Painel de Avaliação da Justiça na UE mostra haver melhorias no sistema de justiça

Painel de Avaliação da Justiça na UE mostra haver melhorias no sistema de justiça
Painel de Avaliação da Justiça na UE mostra haver melhorias no sistema de justiça

A edição de 2026 do Painel de Avaliação da Justiça na União Europeia (UE) mostra haver uma melhor perceção da independência e eficiência dos sistemas judiciais. O relatório mostra o papel essencial de sistemas judiciais eficazes e de autoridades independentes na promoção de um ambiente justo e competitivo. O relatório inclui dados sobre os principais intervenientes no mercado único.

Também, e pela primeira vez, o Painel de Avaliação inclui uma panorâmica das competências dos mais altos tribunais administrativos e dos tribunais comuns dos Estados-Membros em processos relacionados com empresas.

Principais conclusões do Painel de Avaliação da Justiça na UE, de 2026:

Autoridades independentes responsáveis pelo mercado único: Pela primeira vez, o Painel de Avaliação fornece informações sobre o mandato dos organismos responsáveis pela revisão das decisões em matéria de contratos públicos. As conclusões são positivas, e mostram que, na maioria dos Estados-Membros, os membros e presidentes desses órgãos são nomeados por um mandato limitado e renovável. A edição de 2026 apresenta igualmente uma panorâmica atualizada da forma como as autoridades nacionais da concorrência são nomeadas e demitidas e mostra que o executivo desempenha um papel importante em quase todos os Estados-Membros.

Luta contra a corrupção: O Painel de Avaliação de 2026 introduz dados novos e atualizados sobre a luta contra a corrupção, como a duração dos processos judiciais em casos de suborno. Além disso, apresenta novos dados sobre o funcionamento dos registos nacionais de transparência, que ajudam a prevenir a corrupção, assegurando a transparência das atividades dos grupos de interesses. O Painel de Avaliação mostra que 16 Estados-Membros dispõem desse registo, que apresenta uma panorâmica do seu funcionamento e dos funcionários sujeitos a requisitos de transparência nas suas interações com representantes de grupos de interesses.

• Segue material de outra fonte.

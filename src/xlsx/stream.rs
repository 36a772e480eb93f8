//! Forward-only sheet writer spooling rows to a temporary file

use std::fs::File;
use std::io::BufWriter;
use std::sync::Arc;

use parking_lot::Mutex;
use tracing::debug;

use super::grid::{ColWidth, MergeSet};
use super::xml_writer::XmlWriter;
use super::check_style;
use crate::backend::StreamWriter;
use crate::error::{ExcelError, Result};
use crate::types::{Cell, CellRef, MergeRange, RowOptions, SHEET_MAX_COLUMNS};

/// Rows, merges and column widths committed by a flushed stream
pub(crate) struct StreamedSheet {
    pub spool: File,
    pub cols: Vec<ColWidth>,
    pub merges: Vec<MergeRange>,
    pub rows: u32,
}

/// Slot shared between a workbook sheet and its stream writer
pub(crate) type StreamSlot = Arc<Mutex<Option<StreamedSheet>>>;

/// Stream writer for one sheet of an [`super::XlsxWorkbook`]
///
/// Rows are serialized immediately into an anonymous temporary file.
/// Merges and column widths are held here until [`StreamWriter::flush`],
/// which hands everything to the workbook. A stream that is never flushed
/// leaves its sheet empty.
pub struct XlsxStreamWriter {
    sheet: String,
    xml: Option<XmlWriter<BufWriter<File>>>,
    slot: StreamSlot,
    cols: Vec<ColWidth>,
    merges: MergeSet,
    last_row: u32,
    rows: u32,
}

impl XlsxStreamWriter {
    pub(crate) fn new(sheet: &str, slot: StreamSlot) -> Result<Self> {
        let spool = tempfile::tempfile()?;
        Ok(XlsxStreamWriter {
            sheet: sheet.to_string(),
            xml: Some(XmlWriter::new(BufWriter::with_capacity(64 * 1024, spool))),
            slot,
            cols: Vec::new(),
            merges: MergeSet::new(),
            last_row: 0,
            rows: 0,
        })
    }

    /// Sheet this writer is bound to
    pub fn sheet(&self) -> &str {
        &self.sheet
    }

    /// Last row number written, 0 if none
    pub fn last_row(&self) -> u32 {
        self.last_row
    }

    fn xml(&mut self) -> Result<&mut XmlWriter<BufWriter<File>>> {
        let sheet = &self.sheet;
        self.xml.as_mut().ok_or_else(|| {
            ExcelError::InvalidState(format!("stream writer for '{}' was already flushed", sheet))
        })
    }
}

impl StreamWriter for XlsxStreamWriter {
    fn set_row(&mut self, start: CellRef, cells: &[Cell], options: &RowOptions) -> Result<()> {
        if start.row <= self.last_row {
            return Err(ExcelError::WriteError(format!(
                "row {} must come after row {} in stream for '{}'",
                start.row, self.last_row, self.sheet
            )));
        }
        if cells.len() as u64 + start.col as u64 - 1 > SHEET_MAX_COLUMNS as u64 {
            return Err(ExcelError::InvalidCell(format!(
                "row {} has {} cells starting at column {}",
                start.row,
                cells.len(),
                start.col
            )));
        }
        for cell in cells {
            if let Some(style_id) = cell.style() {
                check_style(style_id)?;
            }
        }
        if options.style_id > 0 {
            check_style(options.style_id)?;
        }

        let xml = self.xml()?;
        xml.start_element("row")?;
        xml.attribute_int("r", start.row)?;
        if let Some(height) = options.height {
            xml.attribute_float("ht", height)?;
            xml.attribute("customHeight", "1")?;
        }
        if options.hidden {
            xml.attribute("hidden", "1")?;
        }
        if options.style_id > 0 {
            xml.attribute_int("s", options.style_id)?;
            xml.attribute("customFormat", "1")?;
        }
        if options.outline_level > 0 {
            xml.attribute_int("outlineLevel", options.outline_level.min(7))?;
        }
        xml.close_start_tag()?;

        for (offset, cell) in cells.iter().enumerate() {
            let coord = CellRef {
                col: start.col + offset as u32,
                row: start.row,
            };
            xml.write_cell(coord, &cell.value, cell.style_id, cell.formula_text())?;
        }
        xml.end_element("row")?;

        self.last_row = start.row;
        self.rows += 1;
        Ok(())
    }

    fn merge_cells(&mut self, range: &MergeRange) -> Result<()> {
        self.xml()?;
        self.merges.insert(*range)
    }

    fn set_col_width(&mut self, min: u32, max: u32, width: f64) -> Result<()> {
        self.xml()?;
        if self.last_row > 0 {
            return Err(ExcelError::WriteError(format!(
                "column widths for '{}' must be set before the first row",
                self.sheet
            )));
        }
        self.cols.push(ColWidth::new(min, max, width)?);
        Ok(())
    }

    fn flush(&mut self) -> Result<()> {
        let Some(xml) = self.xml.take() else {
            return Ok(());
        };

        let spool = xml
            .into_inner()?
            .into_inner()
            .map_err(|e| ExcelError::IoError(e.into_error()))?;

        *self.slot.lock() = Some(StreamedSheet {
            spool,
            cols: std::mem::take(&mut self.cols),
            merges: std::mem::take(&mut self.merges).into_vec(),
            rows: self.rows,
        });
        debug!(sheet = %self.sheet, rows = self.rows, "stream committed");
        Ok(())
    }
}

Estes instrumentos são cruciais para a boa governação e a responsabilização.

Digitalização dos sistemas judiciais: A digitalização continua a progredir em toda a UE e todos os 27 Estados-Membros fornecem agora informações em linha sobre os seus sistemas judiciais, enquanto 23 Estados-Membros permitem o acesso em linha a processos civis, comerciais e administrativos. O painel de avaliação salienta igualmente os domínios em que é necessário mais trabalho, tendo apenas seis Estados-Membros regras processuais totalmente preparadas para o digital.

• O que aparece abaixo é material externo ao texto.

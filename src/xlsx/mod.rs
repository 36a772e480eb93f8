//! Bundled XLSX workbook backend
//!
//! [`XlsxWorkbook`] keeps random-access sheets in memory as a [`CellGrid`]
//! and spools streamed sheets to anonymous temporary files, so only the
//! buffered sheets cost memory. The package is assembled on
//! [`WorkbookBackend::save_as`] with inline strings and a preset style table
//! (see [`CellStyle`]).
//!
//! # Examples
//!
//! ```no_run
//! use excelstream_exporter::backend::{StreamWriter, WorkbookBackend};
//! use excelstream_exporter::types::{Cell, CellRef, RowOptions};
//! use excelstream_exporter::xlsx::XlsxWorkbook;
//!
//! let mut workbook = XlsxWorkbook::new()?;
//! let mut stream = workbook.open_stream_writer("Sheet1")?;
//! stream.set_row(CellRef::new(1, 1)?, &[Cell::new("Name"), Cell::new("Age")], &RowOptions::default())?;
//! stream.flush()?;
//! workbook.save_as("people.xlsx".as_ref())?;
//! workbook.close()?;
//! # Ok::<(), excelstream_exporter::ExcelError>(())
//! ```

pub mod grid;
mod package;
pub mod stream;
pub mod xml_writer;

use std::path::Path;
use std::sync::Arc;

use indexmap::IndexMap;
use parking_lot::Mutex;
use tracing::{debug, info};

use crate::backend::{validate_sheet_name, WorkbookBackend, DEFAULT_SHEET_NAME};
use crate::error::{ExcelError, Result};
use crate::types::{CellRef, CellStyle, CellValue, MergeRange};
use grid::{CellGrid, ColWidth};
use stream::StreamSlot;

pub use stream::XlsxStreamWriter;

/// Reject style ids outside the preset table
pub(crate) fn check_style(style_id: u32) -> Result<()> {
    if style_id > CellStyle::MAX_ID {
        return Err(ExcelError::InvalidStyle(style_id));
    }
    Ok(())
}

pub(crate) enum SheetBody {
    Grid(CellGrid),
    Streamed(StreamSlot),
}

pub(crate) struct Worksheet {
    pub name: String,
    pub body: SheetBody,
}

impl Worksheet {
    pub(crate) fn new(name: &str) -> Self {
        Worksheet {
            name: name.to_string(),
            body: SheetBody::Grid(CellGrid::new()),
        }
    }
}

/// In-process XLSX workbook
pub struct XlsxWorkbook {
    /// Keyed by lowercase name; Excel compares sheet names case-insensitively
    sheets: IndexMap<String, Worksheet>,
    closed: bool,
}

impl XlsxWorkbook {
    /// Create a workbook holding the empty placeholder sheet `Sheet1`
    pub fn new() -> Result<Self> {
        let mut sheets = IndexMap::new();
        sheets.insert(
            DEFAULT_SHEET_NAME.to_lowercase(),
            Worksheet::new(DEFAULT_SHEET_NAME),
        );
        Ok(XlsxWorkbook {
            sheets,
            closed: false,
        })
    }

    /// Whether [`WorkbookBackend::close`] has run
    pub fn is_closed(&self) -> bool {
        self.closed
    }

    /// Value held by a buffered sheet, for inspection before saving
    pub fn cell_value(&self, sheet: &str, cell: CellRef) -> Result<Option<&CellValue>> {
        match &self.sheet(sheet)?.body {
            SheetBody::Grid(grid) => Ok(grid.value(cell)),
            SheetBody::Streamed(_) => Err(ExcelError::InvalidState(format!(
                "sheet '{}' is written through a stream",
                sheet
            ))),
        }
    }

    fn ensure_open(&self) -> Result<()> {
        if self.closed {
            return Err(ExcelError::InvalidState("workbook is closed".to_string()));
        }
        Ok(())
    }

    fn not_found(&self, sheet: &str) -> ExcelError {
        ExcelError::SheetNotFound {
            sheet: sheet.to_string(),
            available: self.sheet_names().join(", "),
        }
    }

    fn sheet(&self, name: &str) -> Result<&Worksheet> {
        self.sheets
            .get(&name.to_lowercase())
            .ok_or_else(|| self.not_found(name))
    }

    fn grid_mut(&mut self, name: &str) -> Result<&mut CellGrid> {
        self.ensure_open()?;
        let key = name.to_lowercase();
        if !self.sheets.contains_key(&key) {
            return Err(self.not_found(name));
        }
        match self.sheets.get_mut(&key).map(|ws| &mut ws.body) {
            Some(SheetBody::Grid(grid)) => Ok(grid),
            _ => Err(ExcelError::InvalidState(format!(
                "sheet '{}' is written through a stream; random-access writes are not allowed",
                name
            ))),
        }
    }
}

impl WorkbookBackend for XlsxWorkbook {
    type Stream = XlsxStreamWriter;

    fn sheet_count(&self) -> usize {
        self.sheets.len()
    }

    fn sheet_names(&self) -> Vec<String> {
        self.sheets.values().map(|ws| ws.name.clone()).collect()
    }

    fn contains_sheet(&self, name: &str) -> bool {
        self.sheets.contains_key(&name.to_lowercase())
    }

    fn create_sheet(&mut self, name: &str) -> Result<()> {
        self.ensure_open()?;
        validate_sheet_name(name)?;
        let key = name.to_lowercase();
        if self.sheets.contains_key(&key) {
            return Err(ExcelError::DuplicateSheet(name.to_string()));
        }
        self.sheets.insert(key, Worksheet::new(name));
        debug!(sheet = name, "sheet created");
        Ok(())
    }

    fn delete_sheet(&mut self, name: &str) -> Result<()> {
        self.ensure_open()?;
        if self.sheets.shift_remove(&name.to_lowercase()).is_none() {
            return Err(self.not_found(name));
        }
        debug!(sheet = name, "sheet deleted");
        Ok(())
    }

    fn set_cell_value(&mut self, sheet: &str, cell: CellRef, value: &CellValue) -> Result<()> {
        self.grid_mut(sheet)?.set_value(cell, value);
        Ok(())
    }

    fn set_cell_style(&mut self, sheet: &str, cell: CellRef, style_id: u32) -> Result<()> {
        check_style(style_id)?;
        self.grid_mut(sheet)?.set_style(cell, style_id);
        Ok(())
    }

    fn set_cell_formula(&mut self, sheet: &str, cell: CellRef, formula: &str) -> Result<()> {
        self.grid_mut(sheet)?.set_formula(cell, formula);
        Ok(())
    }

    fn merge_cells(&mut self, sheet: &str, range: &MergeRange) -> Result<()> {
        self.grid_mut(sheet)?.merge(*range)
    }

    fn set_col_width(&mut self, sheet: &str, min: u32, max: u32, width: f64) -> Result<()> {
        let width = ColWidth::new(min, max, width)?;
        self.grid_mut(sheet)?.set_col_width(width);
        Ok(())
    }

    fn open_stream_writer(&mut self, sheet: &str) -> Result<XlsxStreamWriter> {
        self.ensure_open()?;
        let key = sheet.to_lowercase();
        let Some(ws) = self.sheets.get_mut(&key) else {
            return Err(self.not_found(sheet));
        };

        // Anything written to the sheet before is replaced by the stream
        let slot: StreamSlot = Arc::new(Mutex::new(None));
        ws.body = SheetBody::Streamed(Arc::clone(&slot));
        let name = ws.name.clone();
        debug!(sheet = %name, "stream writer opened");
        XlsxStreamWriter::new(&name, slot)
    }

    fn save_as(&mut self, path: &Path) -> Result<()> {
        self.ensure_open()?;
        let sheets: Vec<&Worksheet> = self.sheets.values().collect();
        package::write_package(path, &sheets)?;
        info!(path = %path.display(), sheets = sheets.len(), "workbook saved");
        Ok(())
    }

    fn close(&mut self) -> Result<()> {
        if self.closed {
            return Ok(());
        }
        // Dropping the slots releases the spool files
        self.sheets.clear();
        self.closed = true;
        debug!("workbook closed");
        Ok(())
    }
}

Eficiência e independência da justiça: O Painel de Avaliação mostra que os cidadãos de 17 Estados-Membros e as empresas de 18 Estados-Membros consideram que a independência judicial melhorou ou se manteve estável, em comparação com o ano passado. Muitos Estados-Membros continuaram a melhorar a eficiência dos seus sistemas judiciais, com base nas reformas introduzidas nos últimos anos para assegurar um acesso efetivo à justiça. À semelhança do ano passado, oito Estados-Membros registaram processos mais curtos em todas as categorias (processos civis, comerciais, administrativos e outros).

Acesso à justiça: A maioria dos Estados-Membros está a utilizar a tecnologia digital nos seus tribunais de primeira instância para facilitar o acesso das pessoas com deficiência à justiça. O acesso à justiça também pode ser melhorado através da participação de outras autoridades judiciárias. Tal pode aliviar o trabalho dos tribunais e contribuir para um sistema judicial mais eficiente. Tal é ilustrado no Painel de Avaliação de 2026, que apresenta, pela primeira vez, os diferentes tipos de autoridades envolvidas em processos de divórcio consensual. Todos os Estados-Membros dispõem agora de disposições específicas para tornar os processos judiciais mais adaptados às crianças e mais bem adaptados às suas necessidades.